11.3. Governing Law. This Agreement shall be governed by and construed in
accordance with the laws of the State of California, U.S.A., without reference
to California's conflicts of law provisions.
11.4. Arbitration. The parties agree that, should any dispute of any
nature arise between them during the term of this Agreement, they shall first
attempt in good faith to resolve any such dispute amicably through discussion
and negotiation. If a dispute cannot be resolved informally, the parties will
exchange their views in writing and will meet and confer in person or by
telephone and attempt in good faith to resolve the dispute prior to commencing
any legal action. If the foregoing process fails, any controversy or claim
arising out of or relating to this Agreement shall be settled by arbitration in
San Francisco, California, in accordance with the then-prevailing commercial
arbitration rules of the American Arbitration Association (or such other body
mutually agreeable to the parties), and applying California law and/or U.S.
federal law, if applicable. Unless otherwise agreed by the parties, the
arbitration shall be conducted in English, and all documents submitted by the
parties must be in English. Sections 11.1 (Notices) and 11.3 (Governing Law)
are incorporated herein by reference. The arbitrator(s) shall have the power to
grant injunctive or other equitable relief. Notwithstanding the foregoing, (i)
either party may seek in injunctive or other equitable relief in a court of
competent jurisdiction pending the outcome of such arbitration, and (ii) any
judgment against a party upon the decision rendered by such arbitration, and/or
any injunctive or other equitable relief granted by such arbitration, may be
entered in any court having competent jurisdiction over the party or its assets.

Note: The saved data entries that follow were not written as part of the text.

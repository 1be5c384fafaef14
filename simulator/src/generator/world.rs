use anyhow::Context;
use placementcore::catalog::Transform;
use placementcore::persistence::{DeviceCapabilities, MappingStatus};
use rand::{rngs::StdRng, Rng};
use serde::{Deserialize, Serialize};

/// Describes the simulated room and how the AR tracker behaves in it.
#[derive(Debug, Clone, Serialize, Deserialize)]
#[serde(default)]
pub struct WorldProfile {
    pub seed: u64,
    pub feature_points: usize,
    /// Room size in metres (width, height, depth).
    pub extent: [f32; 3],
    pub mapping_status: MappingStatus,
    pub tracking_ready: bool,
    pub capture_delay_ms: u64,
    pub capabilities: DeviceCapabilities,
}

impl Default for WorldProfile {
    fn default() -> Self {
        Self {
            seed: 0,
            feature_points: 512,
            extent: [4.0, 2.6, 5.0],
            mapping_status: MappingStatus::Mapped,
            tracking_ready: true,
            capture_delay_ms: 25,
            capabilities: DeviceCapabilities::default(),
        }
    }
}

impl WorldProfile {
    fn normalized_extent(&self) -> [f32; 3] {
        self.extent.map(|side| if side.is_finite() && side > 0.1 { side } else { 0.1 })
    }

    pub fn center(&self) -> [f32; 3] {
        let [_, height, depth] = self.normalized_extent();
        [0.0, height / 2.0, -depth / 2.0]
    }

    pub fn room_extent(&self) -> [f32; 3] {
        self.normalized_extent()
    }
}

/// Scatters feature points over the floor and walls of the room.
pub fn scan_feature_points(profile: &WorldProfile, rng: &mut StdRng) -> anyhow::Result<Vec<[f32; 3]>> {
    let [width, height, depth] = profile.normalized_extent();
    let mut points = Vec::new();
    points
        .try_reserve(profile.feature_points)
        .context("allocating feature points for simulated scan")?;

    for index in 0..profile.feature_points {
        let x = rng.gen_range(-width / 2.0..width / 2.0);
        let z = rng.gen_range(-depth..0.0);
        let point = match index % 3 {
            // floor
            0 => [x, 0.0, z],
            // back wall
            1 => [x, rng.gen_range(0.0..height), -depth],
            _ => [x, rng.gen_range(0.0..height), z],
        };
        points.push(point);
    }

    Ok(points)
}

/// A floor pose somewhere inside the room, facing a random direction.
pub fn random_floor_pose(profile: &WorldProfile, rng: &mut StdRng) -> Transform {
    let [width, _, depth] = profile.normalized_extent();
    let x = rng.gen_range(-width / 2.0..width / 2.0);
    let z = rng.gen_range(-depth..0.0);
    let yaw: f32 = rng.gen_range(0.0..std::f32::consts::TAU);
    let (sin, cos) = yaw.sin_cos();

    let mut pose = Transform::from_translation(x, 0.0, z);
    pose.0[0] = cos;
    pose.0[2] = -sin;
    pose.0[8] = sin;
    pose.0[10] = cos;
    pose
}

#[cfg(test)]
mod tests {
    use super::*;
    use rand::SeedableRng;

    #[test]
    fn scan_produces_requested_point_count_inside_room() {
        let profile = WorldProfile {
            feature_points: 300,
            ..Default::default()
        };
        let mut rng = StdRng::seed_from_u64(7);
        let points = scan_feature_points(&profile, &mut rng).unwrap();
        assert_eq!(points.len(), 300);
        let [width, height, depth] = profile.room_extent();
        assert!(points.iter().all(|p| p[0].abs() <= width / 2.0
            && (0.0..=height).contains(&p[1])
            && (-depth..=0.0).contains(&p[2])));
    }

    #[test]
    fn same_seed_gives_same_pose() {
        let profile = WorldProfile::default();
        let a = random_floor_pose(&profile, &mut StdRng::seed_from_u64(3));
        let b = random_floor_pose(&profile, &mut StdRng::seed_from_u64(3));
        assert_eq!(a, b);
        assert_eq!(a.translation()[1], 0.0);
    }

    #[test]
    fn degenerate_extent_is_clamped() {
        let profile = WorldProfile {
            extent: [0.0, f32::NAN, -3.0],
            ..Default::default()
        };
        assert_eq!(profile.room_extent(), [0.1, 0.1, 0.1]);
    }
}
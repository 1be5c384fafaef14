use serde::{Deserialize, Serialize};

use crate::persistence::world::{DeviceCapabilities, WorldConfiguration};

/// User-facing toggles for the AR screen.
#[derive(Debug, Clone, Copy, Default, PartialEq, Eq, Serialize, Deserialize)]
#[serde(default)]
pub struct SessionSettings {
    pub people_occlusion: bool,
    pub object_occlusion: bool,
    pub lidar_debug: bool,
    pub multiuser: bool,
}

impl SessionSettings {
    /// Default world-tracking configuration with these settings folded in.
    pub fn configuration(&self, capabilities: DeviceCapabilities) -> WorldConfiguration {
        WorldConfiguration {
            scene_reconstruction: capabilities.scene_reconstruction,
            person_segmentation: self.people_occlusion && capabilities.person_segmentation,
            object_occlusion: self.object_occlusion,
            show_scene_understanding: self.lidar_debug,
            collaboration: self.multiuser,
            ..WorldConfiguration::default()
        }
    }
}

11.5. Attorneys' Fees. If any legal action, including, without
limitation, an action for arbitration or injunctive relief is brought relating
to this Agreement or the breach hereof, the prevailing party in any final
judgment or arbitration award, or the non-dismissing party in the event of a
dismissal without prejudice, shall be entitled to the full amount of all
reasonable expenses, including all court costs, arbitration fees and actual
attorney fees paid or incurred in good faith.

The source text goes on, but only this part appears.